Wie so oft in Strafverfahren offenbaren sich die Abgründe im privaten Umfeld. Die zierliche Angeklagte ist unbescholten und Alleinerzieherin der beiden Kinder von zwei Ex-Partnern. Die Angestellte verdient rund 1.800 Euro im Monat und muss noch 16.000 Euro Kredit zurückzahlen, erzählt sie Christina Salzborn, Vizepräsidentin des Landesgerichts und Vorsitzende des Schöffensenats. "Es ist richtig, dass ich sie geschlagen habe", bekennt sie sich schuldig. "Ich suche jetzt andere Methoden, um sie zu disziplinieren." Dabei helfen Ihr Beraterinnen und Berater des Jugendamts.

Ein "Dreier" als "schlechte Note"

"Wann hat das begonnen?", will Salzborn wissen. "Ich glaub, als sie einmal in der Schule eine schlechte Note bekommen hat", antwortet die Angeklagte. "Was ist denn eine schlechte Note?", interessiert die Vorsitzende. "Ein Vierer, ein Dreier. Ich habe gehört, sie muss lauter Einser haben, um ins Gymnasium zu kommen." – "Wir reden also von der Volksschule?", erkundigt sich Salzborn, was die Angeklagte bestätigt.

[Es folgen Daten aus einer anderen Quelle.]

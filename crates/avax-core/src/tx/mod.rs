//! Transaction structures for the X-, P- and C-chain

pub mod atomic;
pub mod base;
pub mod evm;
pub mod pvm;
pub mod signed;
pub mod unsigned;

pub use atomic::{ExportTx, ImportTx};
pub use base::{BaseTx, MAX_MEMO_LEN};
pub use evm::{EvmExportTx, EvmImportTx};
pub use pvm::{AddDelegatorTx, AddValidatorTx, CreateSubnetTx, Validator};
pub use signed::Tx;
pub use unsigned::{CredentialSigners, UnsignedTx};
//! CB58 and checksummed hex encodings
//!
//! CB58 is base58 over `payload || checksum` where the checksum is the last
//! four bytes of `sha256(payload)`. The node also accepts the same checksummed
//! payload as `0x`-prefixed hex.

use crate::{Error, Result};
use sha2::{Digest, Sha256};

/// Checksum length in bytes
pub const CHECKSUM_LEN: usize = 4;

/// SHA-256 of `data`
pub fn sha256(data: &[u8]) -> [u8; 32] {
    Sha256::digest(data).into()
}

/// Last four bytes of `sha256(data)`
pub fn checksum(data: &[u8]) -> [u8; CHECKSUM_LEN] {
    let digest = sha256(data);
    let mut out = [0u8; CHECKSUM_LEN];
    out.copy_from_slice(&digest[32 - CHECKSUM_LEN..]);
    out
}

/// Append the checksum to `data`
pub fn add_checksum(data: &[u8]) -> Vec<u8> {
    let mut out = Vec::with_capacity(data.len() + CHECKSUM_LEN);
    out.extend_from_slice(data);
    out.extend_from_slice(&checksum(data));
    out
}

/// Split off and verify a trailing checksum
pub fn strip_checksum(data: &[u8]) -> Result<Vec<u8>> {
    if data.len() < CHECKSUM_LEN {
        return Err(Error::InvalidEncoding(format!(
            "{} bytes is too short to carry a checksum",
            data.len()
        )));
    }
    let (payload, sum) = data.split_at(data.len() - CHECKSUM_LEN);
    if checksum(payload) != sum {
        return Err(Error::ChecksumMismatch(format!(
            "expected {}, found {}",
            hex::encode(checksum(payload)),
            hex::encode(sum)
        )));
    }
    Ok(payload.to_vec())
}

/// Encode bytes as CB58
pub fn encode(data: &[u8]) -> String {
    bs58::encode(add_checksum(data)).into_string()
}

/// Decode a CB58 string
pub fn decode(s: &str) -> Result<Vec<u8>> {
    let raw = bs58::decode(s)
        .into_vec()
        .map_err(|e| Error::InvalidEncoding(format!("base58: {}", e)))?;
    strip_checksum(&raw)
}

/// Encode bytes as `0x` + hex(bytes || checksum)
pub fn encode_hex(data: &[u8]) -> String {
    format!("0x{}", hex::encode(add_checksum(data)))
}

/// Decode `0x` + hex(bytes || checksum)
pub fn decode_hex(s: &str) -> Result<Vec<u8>> {
    let digits = s
        .strip_prefix("0x")
        .ok_or_else(|| Error::InvalidEncoding("hex string must start with 0x".to_string()))?;
    let raw = hex::decode(digits).map_err(|e| Error::InvalidEncoding(format!("hex: {}", e)))?;
    strip_checksum(&raw)
}

/// Decode either checksummed form, picking hex when the `0x` prefix is present
pub fn decode_any(s: &str) -> Result<Vec<u8>> {
    if s.starts_with("0x") {
        decode_hex(s)
    } else {
        decode(s)
    }
}
//! Avalanche wallet core
//!
//! This crate implements the node's binary codec (CB58, typed inputs,
//! outputs and credentials), the UTXO set, unsigned transaction building for
//! the X-, P- and C-chain, and secp256k1 signing with a keychain.

#![forbid(unsafe_code)]
#![warn(missing_docs)]

pub mod address;
pub mod binary;
pub mod builder;
pub mod cb58;
pub mod codec;
pub mod context;
pub mod credentials;
pub mod error;
pub mod evm;
pub mod fees;
pub mod ids;
pub mod inputs;
pub mod issue;
pub mod keychain;
pub mod outputs;
pub mod selection;
pub mod tx;
pub mod utxo;

pub use address::{format_address, parse_address, AddressInput, EthAddress, ParsedAddress};
pub use builder::{SpendOptions, StakeRequest, TxBuilder};
pub use codec::{Codec, Serializable, TypeKind, CODEC_VERSION};
pub use context::ChainContext;
pub use credentials::{Credential, Signature};
pub use error::{Error, ErrorCategory, Result};
pub use evm::{EvmInput, EvmOutput};
pub use fees::{FeeCalculator, FeeSplitPolicy, SeparateFeeAsset, GOOSE_EGG_FEE_MULTIPLIER};
pub use ids::{Id, IdInput, NodeId, ShortId};
pub use inputs::{Input, SecpTransferInput, SigIndex, StakeableLockIn, TransferableInput};
pub use issue::IssuePayload;
pub use keychain::{KeyChain, KeyPair};
pub use outputs::{
    Output, OutputOwners, SecpMintOutput, SecpOwnerOutput, SecpTransferOutput, StakeableLockOut,
    TransferableOutput,
};
pub use selection::{AssetRequirement, SelectionResult, SelectionStrategy, UtxoSelector};
pub use tx::{Tx, UnsignedTx};
pub use utxo::{RawUtxo, Utxo, UtxoId, UtxoSet};
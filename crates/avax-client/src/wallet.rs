//! End-to-end wallet flows: fetch UTXOs, build, sign, issue

use crate::fetch::{fetch_utxo_set, DEFAULT_PAGE_SIZE};
use crate::node::NodeClient;
use crate::Result;
use avax_core::{
    AddressInput, ChainContext, Error as CoreError, EthAddress, Id, IdInput, IssuePayload,
    KeyChain, ShortId, SpendOptions, Tx, TxBuilder, UnsignedTx, UtxoSet,
};
use avax_params::{ChainAlias, Network};
use std::time::{SystemTime, UNIX_EPOCH};

/// Wallet over the three primary-network chains, backed by one keychain
pub struct ChainWallet<C: NodeClient> {
    client: C,
    x: ChainContext,
    p: ChainContext,
    c: ChainContext,
    keychain: KeyChain,
    page_size: u32,
}

fn now() -> u64 {
    SystemTime::now()
        .duration_since(UNIX_EPOCH)
        .map(|d| d.as_secs())
        .unwrap_or(0)
}

impl<C: NodeClient> ChainWallet<C> {
    /// Create a wallet for `network` that signs with `keychain`
    pub fn new(client: C, network: &Network, keychain: KeyChain) -> Result<Self> {
        let x = ChainContext::from_network(network, ChainAlias::X)?;
        Ok(Self {
            client,
            p: x.for_chain(ChainAlias::P),
            c: x.for_chain(ChainAlias::C),
            x,
            keychain,
            page_size: DEFAULT_PAGE_SIZE,
        })
    }

    /// Override the `getUTXOs` page size
    pub fn with_page_size(mut self, page_size: u32) -> Self {
        self.page_size = page_size.max(1);
        self
    }

    /// Node client
    pub fn client(&self) -> &C {
        &self.client
    }

    /// Signing keys
    pub fn keychain(&self) -> &KeyChain {
        &self.keychain
    }

    /// Context of one chain
    pub fn context(&self, alias: ChainAlias) -> &ChainContext {
        match alias {
            ChainAlias::X => &self.x,
            ChainAlias::P => &self.p,
            ChainAlias::C => &self.c,
        }
    }

    fn spend_options(&self) -> SpendOptions {
        SpendOptions::new(self.keychain.addresses()).as_of(now())
    }

    fn first_address(&self) -> Result<ShortId> {
        self.keychain
            .addresses()
            .into_iter()
            .next()
            .ok_or_else(|| CoreError::KeyNotFound("keychain is empty".to_string()).into())
    }

    async fn utxos(&self, ctx: &ChainContext, source: Option<ChainAlias>) -> Result<UtxoSet> {
        let source = source.map(|alias| ctx.chain_id(alias));
        fetch_utxo_set(
            &self.client,
            ctx,
            &self.keychain.addresses(),
            source,
            self.page_size,
        )
        .await
    }

    async fn sign_and_issue(&self, ctx: &ChainContext, unsigned: UnsignedTx) -> Result<Id> {
        let tx = Tx::sign(unsigned, &self.keychain)?;
        let hex = IssuePayload::from(&tx).to_hex(ctx.codec())?;
        let tx_id = self.client.issue_tx(ctx.alias, hex).await?;
        tracing::info!("Issued {} on {}-chain", tx_id, ctx.alias);
        Ok(tx_id)
    }

    /// Send `amount` of `asset` to `to` on the X-chain
    pub async fn send(
        &self,
        amount: u64,
        asset: &IdInput,
        to: &[AddressInput],
        memo: &[u8],
    ) -> Result<Id> {
        let ctx = &self.x;
        let utxos = self.utxos(ctx, None).await?;
        let opts = self.spend_options().with_memo(memo);
        let unsigned = TxBuilder::new(ctx).build_base_tx(&utxos, amount, asset, to, &opts)?;
        tracing::info!("Sending {} on X-chain to {} owner(s)", amount, to.len());
        self.sign_and_issue(ctx, unsigned).await
    }

    /// Export `amount` of the primary asset from `source` (X or P) to
    /// `destination`, owned there by `to`
    pub async fn export(
        &self,
        source: ChainAlias,
        destination: ChainAlias,
        amount: u64,
        to: &[AddressInput],
    ) -> Result<Id> {
        let ctx = self.context(source);
        let utxos = self.utxos(ctx, None).await?;
        let unsigned = TxBuilder::new(ctx).build_export_tx(
            &utxos,
            amount,
            &ctx.avax_asset_id.into(),
            &ctx.chain_id(destination).into(),
            to,
            &self.spend_options(),
        )?;
        tracing::info!(
            "Exporting {} from {}-chain to {}-chain",
            amount,
            source,
            destination
        );
        self.sign_and_issue(ctx, unsigned).await
    }

    /// Export `amount` of the primary asset from the C-chain account
    /// `from` to `destination`
    pub async fn export_evm(
        &self,
        destination: ChainAlias,
        amount: u64,
        to: &[AddressInput],
        from: EthAddress,
        nonce: u64,
    ) -> Result<Id> {
        let ctx = &self.c;
        let unsigned = TxBuilder::new(ctx).build_evm_export_tx(
            amount,
            &ctx.avax_asset_id.into(),
            &ctx.chain_id(destination).into(),
            to,
            from,
            nonce,
            &self.spend_options(),
        )?;
        tracing::info!(
            "Exporting {} from C-chain account {} to {}-chain",
            amount,
            from,
            destination
        );
        self.sign_and_issue(ctx, unsigned).await
    }

    /// Import everything exported from `source` into `destination`.
    ///
    /// On X and P the outputs go to the first keychain address; on C the
    /// balance is credited to that key's EVM account.
    pub async fn import(&self, destination: ChainAlias, source: ChainAlias) -> Result<Id> {
        let ctx = self.context(destination);
        let owner = self.first_address()?;
        let atomic = self.utxos(ctx, Some(source)).await?;
        let builder = TxBuilder::new(ctx);
        let opts = self.spend_options();
        let source_chain: IdInput = ctx.chain_id(source).into();

        let unsigned = match destination {
            ChainAlias::C => {
                let to = self.keychain.get_key_or_fail(&owner)?.eth_address();
                builder.build_evm_import_tx(&atomic, &source_chain, to, &opts)?
            }
            ChainAlias::X | ChainAlias::P => {
                let local = self.utxos(ctx, None).await?;
                builder.build_import_tx(&local, &atomic, &source_chain, &[owner.into()], &opts)?
            }
        };
        tracing::info!(
            "Importing {} atomic UTXOs from {}-chain into {}-chain",
            atomic.len(),
            source,
            destination
        );
        self.sign_and_issue(ctx, unsigned).await
    }
}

Damals gab es auch Ohrfeigen, wenn das Mädchen schlecht Geige spielte. Als das Kind in die Pubertät kam, sollen auch Faustschläge dazugekommen sein, was die Angeklagte bestreitet. Was die Frau allerdings zugibt, ist, dass sie später, wenn sie bei einem Streit mit dem Teenager die Kontrolle über sich verlor, auch mit Gegenständen zugeschlagen hat. Einem Staubsaugerrohr, einem Besenstil, einem Regenschirm, der dabei kaputtging – und vor allem einem Gürtel.

"Aber dass es verboten ist, jemanden zu schlagen, ist Ihnen schon klar?", fragt die Vorsitzende und erntet zunächst Schweigen. Salzborn bittet die Angeklagte, vor den Richtertisch zu treten, und zeigt ihr Bilder der blutenden Nase, der Kratzspuren und der Hämatome ihrer Tochter. "Haben Sie geglaubt, dass das erlaubt ist? Ehrlich?", will sie wissen. "Als Kind habe ich das auch erlebt", antwortet die Angeklagte kaum hörbar.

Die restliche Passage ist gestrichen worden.